The 32-year-old race car driver Bruce McLaren dies in a crash while testing an experimental car of his own design at a track in Goodwood, England on June 2, 1970.
Born in Auckland, New Zealand, McLaren contracted a childhood hip disease that would keep him in hospitals for several years. By the age of 14, he had recovered fully. His father, a part-time mechanic with an interest in racing, helped young Bruce build his first car, and he entered his first competitive event, a hill climb, when he was 15. Bruce McLaren also studied engineering at the University of Auckland. Aided by his mentor, the Grand Prix driver Jack Brabham, he became the first-ever winner of the New Zealand International Grand Prix Association’s “Driver to Europe” scholarship. McLaren announced his arrival on the European racing scene in 1958, finishing fifth in the German Grand Prix at the famous Nurburgring and winning the Formula Two division of the combined Formula One and Two race.
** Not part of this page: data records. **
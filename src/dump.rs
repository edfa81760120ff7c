//! Generic value dumper.
//!
//! # Responsibilities
//! - Walk a value's structure and describe it as a sequence of text lines
//! - Stay bounded: depth cap, per-container element cap, cycle detection
//!
//! # Data Flow
//! ```text
//! Service::dump(value)
//!     → Dumper::dump (root path "")
//!         → value.dump(dumper, path)
//!             → scalar / nil / record / map / seq / indirect
//!                 → child(path, value) with depth + 1
//!     → one debug record per emitted line
//! ```
//!
//! # Design Decisions
//! - Types opt in through the [`Dump`] visitor trait; there is no runtime
//!   reflection. Anything `Serialize` can go through `serde_json::Value`.
//! - Shared indirections (`Rc`, `Arc`) are identified by address. The visited
//!   set lives for one top-level call and is never unmarked, so a value
//!   reachable twice is reported as circular the second time.
//! - Dumping never fails; unrepresentable states become marker leaves.

use std::cell::RefCell;
use std::collections::{BTreeMap, HashMap, HashSet};
use std::fmt;
use std::rc::{Rc, Weak as RcWeak};
use std::sync::{Arc, Weak as ArcWeak};

use serde_json::Value;

/// Deepest nesting level that is still expanded.
pub const MAX_DUMP_DEPTH: usize = 10;
/// Elements shown per sequence before the remainder is summarized.
pub const MAX_DUMP_ELEMENTS: usize = 10;

const ROOT_LABEL: &str = "Dump";

/// A value that can describe its structure to a [`Dumper`].
///
/// Named-field types build a record:
///
/// ```
/// use logsvc::dump::{Dump, Dumper};
///
/// struct Endpoint {
///     host: String,
///     port: u16,
/// }
///
/// impl Dump for Endpoint {
///     fn dump(&self, d: &mut Dumper<'_>, path: &str) {
///         d.record(path, "Endpoint")
///             .field("host", &self.host)
///             .field("port", &self.port)
///             .finish();
///     }
/// }
/// ```
pub trait Dump {
    fn dump(&self, d: &mut Dumper<'_>, path: &str);
}

/// Recursive walker for one top-level dump call.
pub struct Dumper<'a> {
    out: &'a mut dyn FnMut(String),
    visited: HashSet<usize>,
    depth: usize,
}

impl fmt::Debug for Dumper<'_> {
    fn fmt(&self, f: &mut fmt::Formatter<'_>) -> fmt::Result {
        f.debug_struct("Dumper")
            .field("visited", &self.visited.len())
            .field("depth", &self.depth)
            .finish()
    }
}

impl<'a> Dumper<'a> {
    /// Walker that hands every line to `out`.
    pub fn new(out: &'a mut dyn FnMut(String)) -> Self {
        Self {
            out,
            visited: HashSet::new(),
            depth: 0,
        }
    }

    /// Dump `value` from the root.
    pub fn dump<T: Dump + ?Sized>(&mut self, value: &T) {
        self.value("", value);
    }

    /// Dump a nested value one level deeper.
    pub fn child<T: Dump + ?Sized>(&mut self, path: &str, value: &T) {
        self.depth += 1;
        self.value(path, value);
        self.depth -= 1;
    }

    fn value<T: Dump + ?Sized>(&mut self, path: &str, value: &T) {
        if self.depth > MAX_DUMP_DEPTH {
            self.emit(format!("{}: <max depth reached>", label(path)));
            return;
        }
        value.dump(self, path);
    }

    /// Leaf holding a formatted value.
    pub fn scalar(&mut self, path: &str, value: &dyn fmt::Display) {
        self.emit(format!("{}: {}", label(path), value));
    }

    /// Leaf for an absent value.
    pub fn nil(&mut self, path: &str) {
        self.emit(format!("{}: <nil>", label(path)));
    }

    /// Follow a shared indirection identified by `addr`.
    pub fn indirect<T: Dump + ?Sized>(&mut self, path: &str, addr: usize, target: &T) {
        if !self.visited.insert(addr) {
            self.emit(format!("{}: <circular reference>", label(path)));
            return;
        }
        target.dump(self, path);
    }

    /// Open a named-field record. Finish it with [`DumpRecord::finish`].
    pub fn record<'d>(&'d mut self, path: &str, type_name: &str) -> DumpRecord<'d, 'a> {
        if path.is_empty() {
            self.emit(format!("Struct: {type_name}"));
        } else {
            self.emit(format!("{path}: {type_name} {{"));
        }
        DumpRecord {
            dumper: self,
            path: path.to_string(),
        }
    }

    /// Associative container: header, one entry per key, footer.
    pub fn map<'v, I>(&mut self, path: &str, type_name: &str, len: usize, entries: I)
    where
        I: IntoIterator<Item = (String, &'v dyn Dump)>,
    {
        self.emit(format!("{}: {type_name} (len: {len}) {{", label(path)));
        for (key, value) in entries {
            self.child(&format!("{path}[{key}]"), value);
        }
        self.emit(format!("{}: }}", label(path)));
    }

    /// Ordered container: header, up to [`MAX_DUMP_ELEMENTS`] entries, a
    /// summary of the remainder, footer.
    pub fn seq<'v, I>(&mut self, path: &str, type_name: &str, len: usize, cap: usize, items: I)
    where
        I: IntoIterator<Item = &'v dyn Dump>,
    {
        self.emit(format!(
            "{}: {type_name} (len: {len}, cap: {cap}) {{",
            label(path)
        ));
        for (i, item) in items.into_iter().take(MAX_DUMP_ELEMENTS).enumerate() {
            self.child(&format!("{path}[{i}]"), item);
        }
        if len > MAX_DUMP_ELEMENTS {
            self.emit(format!(
                "{}: ... ({} more elements)",
                label(path),
                len - MAX_DUMP_ELEMENTS
            ));
        }
        self.emit(format!("{}: }}", label(path)));
    }

    fn emit(&mut self, line: String) {
        (self.out)(line);
    }
}

/// Named-field record under construction.
#[must_use = "call finish() to close the record"]
pub struct DumpRecord<'d, 'a> {
    dumper: &'d mut Dumper<'a>,
    path: String,
}

impl DumpRecord<'_, '_> {
    /// Dump one visible member.
    pub fn field<T: Dump + ?Sized>(self, name: &str, value: &T) -> Self {
        let path = if self.path.is_empty() {
            name.to_string()
        } else {
            format!("{}.{name}", self.path)
        };
        self.dumper.child(&path, value);
        self
    }

    pub fn finish(self) {
        if !self.path.is_empty() {
            self.dumper.emit(format!("{}: }}", self.path));
        }
    }
}

/// Collect the lines `value` dumps to.
pub fn dump_lines<T: Dump + ?Sized>(value: &T) -> Vec<String> {
    let mut lines = Vec::new();
    let mut push = |line: String| lines.push(line);
    Dumper::new(&mut push).dump(value);
    lines
}

/// `type_name` with module paths removed: `alloc::vec::Vec<u8>` → `Vec<u8>`.
pub fn short_type_name<T: ?Sized>() -> String {
    let full = std::any::type_name::<T>();
    let mut out = String::with_capacity(full.len());
    let mut token = String::new();
    for c in full.chars() {
        if c.is_alphanumeric() || c == '_' || c == ':' {
            token.push(c);
        } else {
            out.push_str(last_segment(&token));
            token.clear();
            out.push(c);
        }
    }
    out.push_str(last_segment(&token));
    out
}

fn last_segment(path: &str) -> &str {
    path.rsplit("::").next().unwrap_or(path)
}

fn label(path: &str) -> &str {
    if path.is_empty() {
        ROOT_LABEL
    } else {
        path
    }
}

macro_rules! dump_display {
    ($($ty:ty),* $(,)?) => {
        $(
            impl Dump for $ty {
                fn dump(&self, d: &mut Dumper<'_>, path: &str) {
                    d.scalar(path, &self);
                }
            }
        )*
    };
}

dump_display!(
    bool, char, i8, i16, i32, i64, i128, isize, u8, u16, u32, u64, u128, usize, f32, f64, str,
    String,
);

impl<T: Dump + ?Sized> Dump for &T {
    fn dump(&self, d: &mut Dumper<'_>, path: &str) {
        (**self).dump(d, path);
    }
}

impl<T: Dump + ?Sized> Dump for Box<T> {
    fn dump(&self, d: &mut Dumper<'_>, path: &str) {
        (**self).dump(d, path);
    }
}

impl<T: Dump> Dump for Option<T> {
    fn dump(&self, d: &mut Dumper<'_>, path: &str) {
        match self {
            Some(value) => value.dump(d, path),
            None => d.nil(path),
        }
    }
}

impl<T: Dump + ?Sized> Dump for Rc<T> {
    fn dump(&self, d: &mut Dumper<'_>, path: &str) {
        d.indirect(path, Rc::as_ptr(self) as *const () as usize, &**self);
    }
}

impl<T: Dump + ?Sized> Dump for Arc<T> {
    fn dump(&self, d: &mut Dumper<'_>, path: &str) {
        d.indirect(path, Arc::as_ptr(self) as *const () as usize, &**self);
    }
}

impl<T: Dump> Dump for RcWeak<T> {
    fn dump(&self, d: &mut Dumper<'_>, path: &str) {
        self.upgrade().dump(d, path);
    }
}

impl<T: Dump> Dump for ArcWeak<T> {
    fn dump(&self, d: &mut Dumper<'_>, path: &str) {
        self.upgrade().dump(d, path);
    }
}

impl<T: Dump + ?Sized> Dump for RefCell<T> {
    fn dump(&self, d: &mut Dumper<'_>, path: &str) {
        match self.try_borrow() {
            Ok(value) => value.dump(d, path),
            Err(_) => d.scalar(path, &"<borrowed>"),
        }
    }
}

impl<T: Dump> Dump for [T] {
    fn dump(&self, d: &mut Dumper<'_>, path: &str) {
        let items = self.iter().map(|v| v as &dyn Dump);
        d.seq(path, &short_type_name::<[T]>(), self.len(), self.len(), items);
    }
}

impl<T: Dump, const N: usize> Dump for [T; N] {
    fn dump(&self, d: &mut Dumper<'_>, path: &str) {
        let items = self.iter().map(|v| v as &dyn Dump);
        d.seq(path, &short_type_name::<[T; N]>(), N, N, items);
    }
}

impl<T: Dump> Dump for Vec<T> {
    fn dump(&self, d: &mut Dumper<'_>, path: &str) {
        let items = self.iter().map(|v| v as &dyn Dump);
        d.seq(path, &short_type_name::<Vec<T>>(), self.len(), self.capacity(), items);
    }
}

impl<K: fmt::Display, V: Dump, S> Dump for HashMap<K, V, S> {
    fn dump(&self, d: &mut Dumper<'_>, path: &str) {
        // Sorted by key text so output is stable across runs.
        let mut entries: Vec<(String, &dyn Dump)> = self
            .iter()
            .map(|(k, v)| (k.to_string(), v as &dyn Dump))
            .collect();
        entries.sort_by(|a, b| a.0.cmp(&b.0));
        d.map(path, &short_type_name::<HashMap<K, V>>(), self.len(), entries);
    }
}

impl<K: fmt::Display, V: Dump> Dump for BTreeMap<K, V> {
    fn dump(&self, d: &mut Dumper<'_>, path: &str) {
        let entries = self.iter().map(|(k, v)| (k.to_string(), v as &dyn Dump));
        d.map(path, &short_type_name::<BTreeMap<K, V>>(), self.len(), entries);
    }
}

impl Dump for Value {
    fn dump(&self, d: &mut Dumper<'_>, path: &str) {
        match self {
            Value::Null => d.nil(path),
            Value::Bool(b) => d.scalar(path, b),
            Value::Number(n) => d.scalar(path, n),
            Value::String(s) => d.scalar(path, s),
            Value::Array(items) => {
                let iter = items.iter().map(|v| v as &dyn Dump);
                d.seq(path, "Vec<Value>", items.len(), items.capacity(), iter);
            }
            Value::Object(map) => {
                let entries = map.iter().map(|(k, v)| (k.clone(), v as &dyn Dump));
                d.map(path, "Map<String, Value>", map.len(), entries);
            }
        }
    }
}

#[cfg(test)]
mod tests {
    use super::*;

    struct Node {
        name: String,
        next: RefCell<Option<Rc<Node>>>,
    }

    impl Dump for Node {
        fn dump(&self, d: &mut Dumper<'_>, path: &str) {
            d.record(path, "Node")
                .field("name", &self.name)
                .field("next", &self.next)
                .finish();
        }
    }

    struct Nested {
        inner: Option<Box<Nested>>,
    }

    impl Dump for Nested {
        fn dump(&self, d: &mut Dumper<'_>, path: &str) {
            d.record(path, "Nested").field("inner", &self.inner).finish();
        }
    }

    #[test]
    fn test_scalars_and_nil() {
        assert_eq!(dump_lines(&42), vec!["Dump: 42"]);
        assert_eq!(dump_lines("text"), vec!["Dump: text"]);
        assert_eq!(dump_lines(&None::<i32>), vec!["Dump: <nil>"]);
    }

    #[test]
    fn test_record_with_nested_record() {
        struct Inner {
            id: u32,
        }
        impl Dump for Inner {
            fn dump(&self, d: &mut Dumper<'_>, path: &str) {
                d.record(path, "Inner").field("id", &self.id).finish();
            }
        }
        struct Outer {
            name: &'static str,
            inner: Inner,
        }
        impl Dump for Outer {
            fn dump(&self, d: &mut Dumper<'_>, path: &str) {
                d.record(path, "Outer")
                    .field("name", &self.name)
                    .field("inner", &self.inner)
                    .finish();
            }
        }

        let lines = dump_lines(&Outer {
            name: "svc",
            inner: Inner { id: 7 },
        });
        assert_eq!(
            lines,
            vec![
                "Struct: Outer",
                "name: svc",
                "inner: Inner {",
                "inner.id: 7",
                "inner: }",
            ]
        );
    }

    #[test]
    fn test_two_node_cycle_terminates() {
        let a = Rc::new(Node {
            name: "a".into(),
            next: RefCell::new(None),
        });
        let b = Rc::new(Node {
            name: "b".into(),
            next: RefCell::new(Some(a.clone())),
        });
        *a.next.borrow_mut() = Some(b.clone());

        let lines = dump_lines(&a);
        assert!(lines.contains(&"next.next: <circular reference>".to_string()));
        assert_eq!(lines.len(), 6);

        // Break the cycle so the nodes are freed.
        a.next.borrow_mut().take();
    }

    #[test]
    fn test_sequence_element_cap() {
        let values: Vec<u32> = (0..20).collect();
        let lines = dump_lines(&values);

        let elements = lines.iter().filter(|l| l.starts_with('[')).count();
        assert_eq!(elements, MAX_DUMP_ELEMENTS);
        assert!(lines[0].starts_with("Dump: Vec<u32> (len: 20, cap: "));
        assert!(lines.contains(&"Dump: ... (10 more elements)".to_string()));
        assert_eq!(lines.last().unwrap(), "Dump: }");
    }

    #[test]
    fn test_depth_cap() {
        let mut value = Nested { inner: None };
        for _ in 0..15 {
            value = Nested {
                inner: Some(Box::new(value)),
            };
        }
        let lines = dump_lines(&value);
        let marker = lines
            .iter()
            .find(|l| l.ends_with("<max depth reached>"))
            .unwrap();
        assert_eq!(marker.matches("inner").count(), MAX_DUMP_DEPTH + 1);
        assert_eq!(
            lines.iter().filter(|l| l.contains("<max depth reached>")).count(),
            1
        );
    }

    #[test]
    fn test_maps_are_keyed_by_text() {
        let mut map = HashMap::new();
        map.insert("b", 2);
        map.insert("a", 1);
        assert_eq!(
            dump_lines(&map),
            vec![
                "Dump: HashMap<&str, i32> (len: 2) {",
                "[a]: 1",
                "[b]: 2",
                "Dump: }",
            ]
        );
    }

    #[test]
    fn test_json_value() {
        let value = serde_json::json!({"name": "x", "tags": ["a"], "none": null});
        let lines = dump_lines(&value);
        assert_eq!(lines[0], "Dump: Map<String, Value> (len: 3) {");
        assert!(lines.contains(&"[name]: x".to_string()));
        assert!(lines.contains(&"[none]: <nil>".to_string()));
        assert!(lines.contains(&"[tags][0]: a".to_string()));
    }

    #[test]
    fn test_short_type_name() {
        assert_eq!(short_type_name::<Vec<String>>(), "Vec<String>");
        assert_eq!(short_type_name::<[u8; 4]>(), "[u8; 4]");
        assert_eq!(
            short_type_name::<HashMap<String, Vec<u8>>>(),
            "HashMap<String, Vec<u8>>"
        );
    }
}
In 1959, McLaren joined his mentor on the Cooper racing team. That December, at the age of 22, he became the youngest-ever winner of a Formula One race, capturing the U.S. Grand Prix at Sebring. The following year–a banner one for Cooper–McLaren came in second only to Brabham in the standings for the Formula One World Championship. McLaren succeeded Brabham as Cooper’s top driver in 1962, and began expanding into the field of race car design and manufacturing in 1964. He left Cooper to form his own Grand Prix racing team and in 1968 he and his close friend and fellow driver Denny Hulme won three events in McLaren-Fords.
By that time, McLaren had begun to focus on the Canadian-American Challenge Cup series, sponsored jointly by the Sports Car Club of America (SCCA) and the Canadian Automobile Sports Committee (CASC). As the series grew, the McLaren team came to dominate it, and in 1969 the team won 11 of 11 races. At the time of his death in June 1970, McLaren had been at the top of the international racing world for more than a decade. According to an article about his fatal accident in The New York Times, McLaren was among the wealthiest driver-designers in the sport and was contemplating retirement from driving to devote more time to the business side of his racing interests. The racing team that bears his name survived him, becoming one of the most successful in Formula One history.